Additionally, parallel check runs decrease the chance of overlooking a brief regional outage. In the previous case, this outage would not have been recorded if the service from eu-central-1 had been unavailable for four minutes while the check had been carried out from other locations. Catching these shorter outages is significantly more likely with parallel scheduling.

Last but not least, a parallel check that runs from several places will provide you with a precise performance measure from each location you have chosen each time the check runs, letting you know whether a particular location is experiencing performance issues.

In fact, this feature is so good that even Gullermo Rauch, CEO of Vercel, likes it: 

Screenshot from Guillermo Rauch's twitter post showing Checkly's parallel shceduling user interface

How to get started with parallel scheduling

To select parallel scheduling as your check strategy, edit your check, go to “Scheduling & Locations,” and then select Parallel runs.

Checkly's UI of parallel scheduling showing scheduling & locations tab with parallel runs option turned on

When using our CLI, or the Terraform provider, determining the scheduling strategy is done in the check construct.

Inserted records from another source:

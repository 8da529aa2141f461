//! Short-lived HS256 JWTs for the AMO API.
//!
//! AMO authenticates every request with a JWT whose issuer is the API key,
//! signed with the API secret. Tokens live for 60 seconds and are minted
//! per request.

use chrono::Utc;
use extship_types::StoreError;
use jsonwebtoken::{Algorithm, EncodingKey, Header, encode};
use serde::{Deserialize, Serialize};

/// Lifetime of a minted token
pub const TOKEN_LIFETIME_SECS: i64 = 60;

/// Registered claims AMO expects.
#[derive(Debug, Clone, PartialEq, Eq, Serialize, Deserialize)]
pub struct Claims {
    pub iss: String,
    pub jti: String,
    pub iat: i64,
    pub exp: i64,
}

/// An encoded token together with the claims it carries.
#[derive(Debug, Clone)]
pub struct SignedToken {
    pub token: String,
    pub claims: Claims,
}

/// Mint a token issued now.
pub fn mint(api_key: &str, api_secret: &str) -> Result<SignedToken, StoreError> {
    mint_at(api_key, api_secret, Utc::now().timestamp())
}

/// Mint a token with an explicit issue time (unix seconds).
pub fn mint_at(api_key: &str, api_secret: &str, issued_at: i64) -> Result<SignedToken, StoreError> {
    if api_key.trim().is_empty() || api_secret.is_empty() {
        return Err(StoreError::Auth(
            "AMO API key and secret must both be set".to_string(),
        ));
    }

    let claims = Claims {
        iss: api_key.to_string(),
        jti: nonce(),
        iat: issued_at,
        exp: issued_at + TOKEN_LIFETIME_SECS,
    };

    let token = encode(
        &Header::new(Algorithm::HS256),
        &claims,
        &EncodingKey::from_secret(api_secret.as_bytes()),
    )
    .map_err(|e| StoreError::Auth(format!("failed to sign JWT: {e}")))?;

    Ok(SignedToken { token, claims })
}

fn nonce() -> String {
    format!("{:016x}{:016x}", rand::random::<u64>(), rand::random::<u64>())
}
#[derive(Debug, Clone, PartialEq, Serialize)]
pub struct ChromeSummary {
    pub item_id: String,
    pub upload_state: Option<String>,
    pub crx_version: Option<String>,
    /// Publish status list; `None` when publishing was not requested
    pub publish_status: Option<Vec<String>>,
}

#[derive(Debug, Clone, PartialEq, Serialize)]
pub struct FirefoxSummary {
    pub upload_uuid: String,
    pub processed: bool,
    pub version_id: Option<u64>,
    pub version: Option<String>,
    pub edit_url: Option<String>,
}

impl BranchSummary {
    pub fn describe(&self) -> String {
        match self {
            BranchSummary::Chrome(c) => {
                let mut s = format!(
                    "item {} uploaded (state {})",
                    c.item_id,
                    c.upload_state.as_deref().unwrap_or("unknown")
                );
                if let Some(v) = &c.crx_version {
                    s.push_str(&format!(", version {v}"));
                }
                if let Some(status) = &c.publish_status {
                    s.push_str(&format!(", publish status {}", status.join(", ")));
                }
                s
            }
            BranchSummary::Firefox(f) => match (&f.version, f.version_id) {
                (Some(version), Some(id)) => {
                    format!("upload {} created version {version} (id {id})", f.upload_uuid)
                }
                _ if f.processed => format!("upload {} processed", f.upload_uuid),
                _ => format!("upload {} submitted, not waiting for processing", f.upload_uuid),
            },
        }
    }
}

CLI, notice the runParallel: true

new ApiCheck('list-all-checks', {
  name: 'List all checks',
  activated: false,
  muted: false,
  runParallel: true,
  locations: ['eu-north-1', 'eu-central-1', 'us-west-1', 'ap-northeast-1'],
  frequency: Frequency.EVERY_10S,
  maxResponseTime: 20000,
  degradedResponseTime: 5000,
  request: {
    url: 'https://developers.checklyhq.com/reference/getv1checks',
    method: 'GET'
  },
})

Terraform, here we use run_parallel = true:

resource "checkly_check" "list-all-checks" {
  name                      = "List all checks"
  type                      = "API"
  frequency                 = 0
  frequency_offset          = 10
  activated                 = false
  muted                     = false
  run_parallel              = true
  locations                 = ["eu-north-1", "eu-central-1", "us-west-1", "ap-northeast-1"]
  degraded_response_time    = 5000
  max_response_time         = 20000
  request {
    method                    = "GET"
    url                       = "https://developers.checklyhq.com/reference/getv1checks"
  }
}

Conclusion

The importance of MTTR as a metric extends beyond merely measuring response times; it is a comprehensive indicator of an organization's ability to maintain high service levels and minimize disruptions. By focusing on reducing MTTR, organizations not only safeguard their operational continuity but also reinforce their commitment to delivering quality service to their customers.

Checkly’s parallel scheduling not only speeds up the identification of problems but also ensures a more efficient diagnostic process by providing a holistic view of the system's status in real-time. Faster detection and diagnosis directly translate to quicker response times, crucial for minimizing downtime and maintaining high service levels.